Stored items:
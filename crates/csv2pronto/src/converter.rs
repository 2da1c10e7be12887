//! Row orchestration: one CSV row in, one graph fragment out.
//!
//! The [`Converter`] normalises a row, runs the entity builders in
//! dependency order and links what they return. It holds no per-row state,
//! so one instance can be shared by any number of worker threads.

use std::io;

use tracing::trace;

use crate::anonymize::Anonymizer;
use crate::builders::{add_agent, add_listing, add_real_estate, AgentNodes};
use crate::config::ConversionOptions;
use crate::emitter::TriplesEmitter;
use crate::error::{Result, RowError};
use crate::graph::{Fragment, SafeGraph};
use crate::identity::IdentifierStrategy;
use crate::model::ontology::{foaf, pr, sioc, PREFIXES};
use crate::model::IriMinter;
use crate::row::{Field, Row};

/// Converts rows into Pronto fragments.
#[derive(Debug)]
pub struct Converter {
    options: ConversionOptions,
    ids: IdentifierStrategy,
    anonymizer: Option<Anonymizer>,
}

impl Converter {
    pub fn new(options: ConversionOptions) -> Self {
        let ids = IdentifierStrategy::new(
            IriMinter::new(&options.base_uri),
            options.fallback.clone(),
        );
        let anonymizer = options.anonymize.then(|| Anonymizer::from_options(&options));
        Self {
            options,
            ids,
            anonymizer,
        }
    }

    pub fn options(&self) -> &ConversionOptions {
        &self.options
    }

    pub fn identifiers(&self) -> &IdentifierStrategy {
        &self.ids
    }

    /// Apply anonymisation when it is enabled.
    pub fn normalize(&self, row: &Row) -> Result<Row> {
        match &self.anonymizer {
            Some(anonymizer) => anonymizer.anonymize(row),
            None => Ok(row.clone()),
        }
    }

    /// Convert one row. On error nothing of the row is returned.
    pub fn convert(&self, row: &Row) -> std::result::Result<Fragment, RowError> {
        self.normalize(row)
            .and_then(|row| self.build(&row))
            .map_err(|source| RowError {
                site: row.get(Field::Site).map(str::to_string),
                listing_id: row.get(Field::ListingId).map(str::to_string),
                source,
            })
    }

    fn build(&self, row: &Row) -> Result<Fragment> {
        let mut g = SafeGraph::new();

        let listing = add_listing(&mut g, row, &self.ids)?;
        let AgentNodes { agent, account } = add_agent(&mut g, row, &self.ids);
        let real_estate = add_real_estate(&mut g, row, &self.ids)?;

        g.add(&listing, sioc::HAS_CREATOR, &account);
        g.add(&account, sioc::CREATOR_OF, &listing);
        g.add(&listing, foaf::MAKER, &agent);
        g.add(&agent, foaf::MADE, &listing);

        g.add(&listing, sioc::ABOUT, &real_estate);

        g.add(&real_estate, pr::MANAGED_BY, &agent);
        g.add(&agent, pr::MANAGES, &real_estate);

        trace!(triples = g.len(), dropped = g.dropped(), "row converted");
        Ok(g)
    }
}

impl Default for Converter {
    fn default() -> Self {
        Self::new(ConversionOptions::default())
    }
}

/// Register every namespace the converter writes with `emitter`.
pub fn register_prefixes<E: TriplesEmitter + ?Sized>(emitter: &mut E) -> io::Result<()> {
    for (prefix, ns) in PREFIXES {
        emitter.add_prefix(prefix, ns)?;
    }
    Ok(())
}
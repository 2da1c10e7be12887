//! RDF terms produced by the converter.
//!
//! Absence of knowledge is an explicit variant ([`Node::Null`], a literal
//! without a lexical form) rather than a value that merely looks empty.
//! [`SafeGraph`](crate::graph::SafeGraph) checks [`is_present`](Node::is_present)
//! before accepting a triple.

use std::borrow::Cow;
use std::fmt;

use super::ontology::standard;

/// A resource in subject or object position.
#[derive(Debug, Clone, PartialEq, Eq, Hash)]
pub enum Node {
    /// An absolute IRI.
    Iri(String),
    /// A blank node label, unique for the whole run.
    Blank(String),
    /// The "unknown" sentinel; triples mentioning it are never written.
    Null,
}

impl Node {
    pub fn iri(value: impl Into<String>) -> Self {
        Node::Iri(value.into())
    }

    pub fn is_present(&self) -> bool {
        match self {
            Node::Iri(iri) => !iri.is_empty(),
            Node::Blank(label) => !label.is_empty(),
            Node::Null => false,
        }
    }

    /// The IRI string, if this node is one.
    pub fn as_iri(&self) -> Option<&str> {
        match self {
            Node::Iri(iri) => Some(iri),
            _ => None,
        }
    }

    pub fn is_blank(&self) -> bool {
        matches!(self, Node::Blank(_))
    }
}

impl fmt::Display for Node {
    fn fmt(&self, f: &mut fmt::Formatter<'_>) -> fmt::Result {
        match self {
            Node::Iri(iri) => write!(f, "<{iri}>"),
            Node::Blank(label) => write!(f, "_:{label}"),
            Node::Null => f.write_str("(null)"),
        }
    }
}

/// A typed literal. `lexical == None` is the null literal.
///
/// Literals minted from row values carry one of the static XSD datatypes;
/// literals read from an ontology file may carry any datatype and a
/// language tag.
#[derive(Debug, Clone, PartialEq, Eq, Hash)]
pub struct Literal {
    lexical: Option<String>,
    datatype: Cow<'static, str>,
    language: Option<String>,
}

impl Literal {
    pub(crate) fn new(lexical: String, datatype: &'static str) -> Self {
        Self {
            lexical: Some(lexical),
            datatype: Cow::Borrowed(datatype),
            language: None,
        }
    }

    pub(crate) fn null(datatype: &'static str) -> Self {
        Self {
            lexical: None,
            datatype: Cow::Borrowed(datatype),
            language: None,
        }
    }

    /// A literal with an arbitrary datatype IRI.
    pub fn with_datatype(lexical: impl Into<String>, datatype: impl Into<String>) -> Self {
        Self {
            lexical: Some(lexical.into()),
            datatype: Cow::Owned(datatype.into()),
            language: None,
        }
    }

    /// An `rdf:langString` literal.
    pub fn with_language(lexical: impl Into<String>, language: impl Into<String>) -> Self {
        Self {
            lexical: Some(lexical.into()),
            datatype: Cow::Borrowed(standard::RDF_LANG_STRING),
            language: Some(language.into()),
        }
    }

    pub fn is_present(&self) -> bool {
        self.lexical.as_deref().is_some_and(|l| !l.is_empty())
    }

    /// Lexical form; empty for the null literal.
    pub fn lexical(&self) -> &str {
        self.lexical.as_deref().unwrap_or("")
    }

    pub fn datatype(&self) -> &str {
        &self.datatype
    }

    pub fn language(&self) -> Option<&str> {
        self.language.as_deref()
    }
}

/// Object position: a resource or a literal.
#[derive(Debug, Clone, PartialEq, Eq, Hash)]
pub enum Object {
    Node(Node),
    Literal(Literal),
}

impl Object {
    pub fn is_present(&self) -> bool {
        match self {
            Object::Node(node) => node.is_present(),
            Object::Literal(literal) => literal.is_present(),
        }
    }

    pub fn as_node(&self) -> Option<&Node> {
        match self {
            Object::Node(node) => Some(node),
            Object::Literal(_) => None,
        }
    }

    pub fn as_literal(&self) -> Option<&Literal> {
        match self {
            Object::Literal(literal) => Some(literal),
            Object::Node(_) => None,
        }
    }
}

impl From<Node> for Object {
    fn from(node: Node) -> Self {
        Object::Node(node)
    }
}

impl From<&Node> for Object {
    fn from(node: &Node) -> Self {
        Object::Node(node.clone())
    }
}

impl From<Literal> for Object {
    fn from(literal: Literal) -> Self {
        Object::Literal(literal)
    }
}

/// Vocabulary IRIs (`&'static str`) in object position, e.g. `rdf:type` targets.
impl From<&'static str> for Object {
    fn from(iri: &'static str) -> Self {
        Object::Node(Node::Iri(iri.to_string()))
    }
}

/// A single `(subject, predicate, object)` statement.
#[derive(Debug, Clone, PartialEq, Eq, Hash)]
pub struct Triple {
    pub subject: Node,
    pub predicate: String,
    pub object: Object,
}

impl Triple {
    pub fn new(subject: Node, predicate: impl Into<String>, object: impl Into<Object>) -> Self {
        Self {
            subject,
            predicate: predicate.into(),
            object: object.into(),
        }
    }
}
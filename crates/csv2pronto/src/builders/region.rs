use crate::graph::SafeGraph;
use crate::identity::{EntityKind, IdentifierStrategy};
use crate::model::literal::string;
use crate::model::ontology::{rec, standard};
use crate::model::Node;
use crate::row::{Field, Row};

/// Province, district and neighborhood of one row, outermost first.
#[derive(Debug, Clone, PartialEq, Eq)]
pub struct RegionChain {
    pub province: Node,
    pub district: Node,
    pub neighborhood: Node,
}

/// Add the three region levels, place `space` in each and link the
/// containment chain neighborhood ⊂ district ⊂ province.
///
/// Levels whose names are missing resolve through the configured fallback;
/// with the sentinel default their triples simply vanish.
pub fn add_regions(
    g: &mut SafeGraph,
    ids: &IdentifierStrategy,
    space: &Node,
    row: &Row,
) -> RegionChain {
    let chain = RegionChain {
        province: ids.identify(EntityKind::Province, row),
        district: ids.identify(EntityKind::District, row),
        neighborhood: ids.identify(EntityKind::Neighborhood, row),
    };

    for (region, field) in [
        (&chain.neighborhood, Field::Neighborhood),
        (&chain.district, Field::District),
        (&chain.province, Field::Province),
    ] {
        g.add(region, standard::RDF_TYPE, rec::REGION);
        g.add(region, standard::RDFS_LABEL, string(row.get(field)));
        g.add(space, rec::LOCATED_IN, region);
    }

    g.add(&chain.neighborhood, rec::LOCATED_IN, &chain.district);
    g.add(&chain.neighborhood, rec::LOCATED_IN, &chain.province);
    g.add(&chain.district, rec::LOCATED_IN, &chain.province);

    chain
}
//! Register snapshot captured at exception time.

/// CPSR bit 5 (T) selects the instruction set in force at a given PC.
#[derive(Debug, Clone, Copy, PartialEq, Eq)]
pub enum InstructionSet {
    Arm,
    Thumb,
}

impl InstructionSet {
    /// Width in bytes of an instruction encoded in this set ("falls through to `PC + width`
    /// otherwise" per the predictor's non-goals).
    pub fn width(self) -> u32 {
        match self {
            InstructionSet::Arm => 4,
            InstructionSet::Thumb => 2,
        }
    }
}

/// Thin wrapper over CPSR with the bit accessors the coordinator and predictor need.
#[derive(Debug, Clone, Copy, PartialEq, Eq, Default)]
pub struct Cpsr(pub u32);

const T_BIT: u32 = 1 << 5;
const MODE_MASK: u32 = 0x1F;
const USER_MODE: u32 = 0x10;

impl Cpsr {
    pub fn instruction_set(self) -> InstructionSet {
        if self.0 & T_BIT != 0 {
            InstructionSet::Thumb
        } else {
            InstructionSet::Arm
        }
    }

    pub fn is_user_mode(self) -> bool {
        self.0 & MODE_MASK == USER_MODE
    }

    pub fn n(self) -> bool {
        self.0 & (1 << 31) != 0
    }
    pub fn z(self) -> bool {
        self.0 & (1 << 30) != 0
    }
    pub fn c(self) -> bool {
        self.0 & (1 << 29) != 0
    }
    pub fn v(self) -> bool {
        self.0 & (1 << 28) != 0
    }

    /// Evaluate one of the sixteen ARM condition codes against N/Z/C/V.
    pub fn condition_holds(self, cond: u32) -> bool {
        match cond & 0xF {
            0x0 => self.z(),                      // EQ
            0x1 => !self.z(),                     // NE
            0x2 => self.c(),                      // CS/HS
            0x3 => !self.c(),                     // CC/LO
            0x4 => self.n(),                      // MI
            0x5 => !self.n(),                     // PL
            0x6 => self.v(),                      // VS
            0x7 => !self.v(),                     // VC
            0x8 => self.c() && !self.z(),         // HI
            0x9 => !self.c() || self.z(),         // LS
            0xA => self.n() == self.v(),          // GE
            0xB => self.n() != self.v(),          // LT
            0xC => !self.z() && (self.n() == self.v()), // GT
            0xD => self.z() || (self.n() != self.v()),  // LE
            0xE => true,                          // AL
            _ => false,                           // NV
        }
    }
}

/// The sixteen general registers + CPSR of a thread interrupted by a synchronous exception,
/// captured from the user-mode view when the CPU was in user mode, else from the kernel view.
#[derive(Debug, Clone, Copy)]
pub struct RegisterSnapshot {
    pub regs: [u32; 16],
    pub cpsr: Cpsr,
}

impl RegisterSnapshot {
    pub fn pc(&self) -> u32 {
        self.regs[15]
    }

    pub fn lr(&self) -> u32 {
        self.regs[14]
    }

    pub fn fp(&self) -> u32 {
        self.regs[11]
    }

    pub fn instruction_set(&self) -> InstructionSet {
        self.cpsr.instruction_set()
    }

    pub fn dump(&self) -> String {
        let mut dump = String::new();
        dump.push_str(&format!("PC={:08X} CPSR={:08X}\n", self.pc(), self.cpsr.0));
        for r in 0..16 {
            dump.push_str(&format!("r{:<3}={:08X} ", r, self.regs[r]));
            if r & 3 == 3 {
                dump.push('\n');
            }
        }
        dump
    }
}
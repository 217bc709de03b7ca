//! Exception Coordinator (§4.5): the part of the core that actually runs in exception context.
//! Must never block, allocate unboundedly, or propagate errors to the host — see §7's
//! propagation policy and the concurrency discipline in §5.

use crate::core::config::{CoordinatorConfig, DEBUG_SUSPEND_CODE};
use crate::core::cpu::registers::InstructionSet;
use crate::core::debugger::context::DebuggerContext;
use crate::core::debugger::table::SlotKind;
use crate::core::host::HostBackend;
use crate::core::memory::TargetMemoryGateway;
use std::sync::Arc;

#[derive(Debug, Clone, Copy, PartialEq, Eq)]
pub enum ExceptionKind {
    /// Prefetch abort.
    Pabt,
    /// Data abort.
    Dabt,
    /// Undefined instruction.
    Undef,
}

fn locate_fault_pc(kind: ExceptionKind, isa: InstructionSet, pc: u32) -> u32 {
    match kind {
        ExceptionKind::Pabt => pc.wrapping_sub(4),
        ExceptionKind::Dabt => pc.wrapping_sub(8),
        ExceptionKind::Undef => match isa {
            InstructionSet::Thumb => pc.wrapping_sub(2),
            InstructionSet::Arm => pc.wrapping_sub(4),
        },
    }
}

pub struct ExceptionCoordinator {
    ctx: Arc<DebuggerContext>,
    host: Arc<dyn HostBackend>,
    gateway: TargetMemoryGateway,
    config: CoordinatorConfig,
}

impl ExceptionCoordinator {
    pub fn new(ctx: Arc<DebuggerContext>, host: Arc<dyn HostBackend>, config: CoordinatorConfig) -> Self {
        let gateway = TargetMemoryGateway::new(host.clone());
        Self { ctx, host, gateway, config }
    }

    /// Entry point the host calls on PABT/DABT/UNDEF for the thread currently faulting. Returns
    /// the status the host ABI expects: per §4.5 step 5 this is *always* "not (fully) handled",
    /// so the host's default fault processing remains the fallback even when the coordinator
    /// internally classified and serviced the event. Side effects (table mutation, registers,
    /// `faulting_thread_id`, host suspend/notify) are the real observable outcome; tests assert
    /// on those, not on this return value.
    pub fn handle_exception(&self, kind: ExceptionKind) -> bool {
        let (pid, tid) = self.host.faulting_thread_context();

        let is_target = self.ctx.with_state(|s| s.target.owns(pid));
        if !is_target {
            return true;
        }

        let registers = match self.host.thread_registers(tid) {
            Some((user, kernel)) => {
                if user.cpsr.is_user_mode() {
                    user
                } else {
                    kernel
                }
            }
            None => {
                tracing::warn!(pid, tid, "host failed to provide register context; exception not handled");
                return true;
            }
        };

        self.ctx.with_state(|s| {
            s.target.faulting_thread_id = tid;
            s.last_registers = Some(registers);
        });

        let fault_pc = locate_fault_pc(kind, registers.instruction_set(), registers.pc());
        let mut handled = false;

        self.ctx.with_state(|s| {
            let Some(idx) = s.table.find_by_address(fault_pc, pid) else {
                return;
            };
            let slot = *s.table.get(idx);
            handled = match (slot.kind, kind) {
                (SlotKind::SwThumb | SlotKind::SwArm, ExceptionKind::Undef) => {
                    let width = slot.kind.width();
                    let bytes = slot.saved_word.to_le_bytes();
                    match self.gateway.write_text(pid, slot.address, &bytes[..width]) {
                        Ok(()) => true,
                        Err(e) => {
                            tracing::error!(
                                addr = slot.address,
                                error = %e,
                                "failed to restore sw breakpoint bytes on hit; clearing slot, target may crash on resume"
                            );
                            s.table.clear(idx);
                            true
                        }
                    }
                }
                (SlotKind::HwBreak, ExceptionKind::Pabt) => true,
                (SlotKind::WpRead | SlotKind::WpWrite | SlotKind::WpReadWrite, ExceptionKind::Dabt) => {
                    let dfar = self.host.dfar();
                    let in_range = dfar >= slot.address && dfar < slot.address.wrapping_add(4);
                    if in_range {
                        true
                    } else {
                        tracing::debug!(dfar, addr = slot.address, "dabt outside watchpoint range");
                        self.config.treat_unmatched_dabt_as_handled
                    }
                }
                (SlotKind::SingleStep, ExceptionKind::Pabt) => {
                    s.table.clear(idx);
                    true
                }
                _ => false,
            };
        });

        if handled {
            self.host.set_suspend_status(tid, DEBUG_SUSPEND_CODE);
            self.host.signal_event();
            tracing::debug!(pid, tid, fault_pc, ?kind, "exception classified and thread suspended");
        } else {
            tracing::debug!(pid, tid, fault_pc, ?kind, "exception did not match any slot");
        }

        true
    }
}

#[cfg(test)]
mod tests {
    use super::*;
    use crate::core::cpu::registers::{Cpsr, RegisterSnapshot};
    use crate::core::debugger::manager::BreakpointManager;
    use crate::core::host::mock::MockHost;
    use crate::core::memory::RegionKind;

    fn harness() -> (Arc<DebuggerContext>, Arc<MockHost>, BreakpointManager, ExceptionCoordinator) {
        let ctx = Arc::new(DebuggerContext::new());
        let host = Arc::new(MockHost::new(1, 100));
        let cfg = CoordinatorConfig::default();
        let manager = BreakpointManager::new(ctx.clone(), host.clone(), cfg);
        let coordinator = ExceptionCoordinator::new(ctx.clone(), host.clone(), cfg);
        manager.on_process_create(1, 1, 100);
        (ctx, host, manager, coordinator)
    }

    const USER_MODE_THUMB: u32 = 0x10 | (1 << 5);

    #[test]
    fn hw_breakpoint_hit_suspends_and_reports_handled() {
        let (ctx, host, manager, coordinator) = harness();
        let idx = manager.set_hw_break(0x8100_0100).unwrap();

        let mut regs = [0u32; 16];
        regs[15] = 0x8100_0104; // PABT reports pc+4
        host.set_registers(RegisterSnapshot { regs, cpsr: Cpsr(USER_MODE_THUMB & !(1 << 5)) });

        coordinator.handle_exception(ExceptionKind::Pabt);

        assert_eq!(ctx.with_state(|s| s.target.faulting_thread_id), 100);
        assert!(host.is_suspended(100));
        assert!(host.event_flag_set());
        assert_eq!(manager.list()[idx].kind, SlotKind::HwBreak);
    }

    #[test]
    fn sw_breakpoint_undef_restores_bytes() {
        let (_, host, manager, coordinator) = harness();
        host.mark_region(0x8100_0000, 0x8200_0000, RegionKind::Rx);
        host.set_memory(0x8100_2000, &0x4770u16.to_le_bytes());
        manager.set_sw_break(0x8100_2000, InstructionSet::Thumb).unwrap();
        assert_eq!(host.memory_at(0x8100_2000, 2), vec![0x00, 0xBE]);

        let mut regs = [0u32; 16];
        regs[15] = 0x8100_2002; // UNDEF in thumb reports pc+2
        host.set_registers(RegisterSnapshot { regs, cpsr: Cpsr(USER_MODE_THUMB) });

        coordinator.handle_exception(ExceptionKind::Undef);

        assert_eq!(host.memory_at(0x8100_2000, 2), vec![0x70, 0x47]);
    }

    #[test]
    fn watchpoint_dabt_matches_within_word() {
        let (_, host, manager, coordinator) = harness();
        manager.set_watchpoint(0x8100_3000, crate::core::debugger::manager::WatchKind::ReadWrite).unwrap();
        host.set_dfar(0x8100_3002);

        let mut regs = [0u32; 16];
        regs[15] = 0x8100_3008; // DABT reports pc+8
        host.set_registers(RegisterSnapshot { regs, cpsr: Cpsr(0x10) }); // ARM, user mode

        coordinator.handle_exception(ExceptionKind::Dabt);

        assert!(host.is_suspended(100));
    }

    #[test]
    fn single_step_slot_is_cleared_on_its_pabt() {
        let (ctx, host, manager, coordinator) = harness();

        // Seed a suspended state so single_step()'s preconditions are satisfied.
        let mut regs = [0u32; 16];
        regs[15] = 0x8100_0000;
        let snapshot = RegisterSnapshot { regs, cpsr: Cpsr(USER_MODE_THUMB) };
        ctx.with_state(|s| {
            s.target.faulting_thread_id = 100;
            s.last_registers = Some(snapshot);
        });
        host.set_suspend_status(100, DEBUG_SUSPEND_CODE);
        // NOP-ish thumb instruction so the predictor falls through to PC+2.
        host.set_memory(0x8100_0000, &0u32.to_le_bytes());

        manager.single_step().unwrap();
        let ss_idx = crate::core::config::SINGLE_STEP_SLOT;
        assert_eq!(manager.list()[ss_idx].kind, SlotKind::SingleStep);

        let mut fault_regs = [0u32; 16];
        fault_regs[15] = 0x8100_0002 + 4; // PABT reports pc+4 past the stepped-to address
        host.set_registers(RegisterSnapshot { regs: fault_regs, cpsr: Cpsr(USER_MODE_THUMB) });
        coordinator.handle_exception(ExceptionKind::Pabt);

        assert_eq!(manager.list()[ss_idx].kind, SlotKind::Empty);
    }
}
//! Register model and Instruction Predictor (§4.1).

pub mod predictor;
pub mod registers;

pub use predictor::predict_next_pc;
pub use registers::{Cpsr, InstructionSet, RegisterSnapshot};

## Your task
Look above for the line with "repository 217bc709de03b7ca"; retype exactly that line, every line after it up to the line with "ExceptionKind::Undef => match", and that line too, nothing else.

## Exercise answer
repository 217bc709de03b7ca
//! Exception Coordinator (§4.5): the part of the core that actually runs in exception context.
//! Must never block, allocate unboundedly, or propagate errors to the host — see §7's
//! propagation policy and the concurrency discipline in §5.

use crate::core::config::{CoordinatorConfig, DEBUG_SUSPEND_CODE};
use crate::core::cpu::registers::InstructionSet;
use crate::core::debugger::context::DebuggerContext;
use crate::core::debugger::table::SlotKind;
use crate::core::host::HostBackend;
use crate::core::memory::TargetMemoryGateway;
use std::sync::Arc;

#[derive(Debug, Clone, Copy, PartialEq, Eq)]
pub enum ExceptionKind {
    /// Prefetch abort.
    Pabt,
    /// Data abort.
    Dabt,
    /// Undefined instruction.
    Undef,
}

fn locate_fault_pc(kind: ExceptionKind, isa: InstructionSet, pc: u32) -> u32 {
    match kind {
        ExceptionKind::Pabt => pc.wrapping_sub(4),
        ExceptionKind::Dabt => pc.wrapping_sub(8),
        ExceptionKind::Undef => match isa {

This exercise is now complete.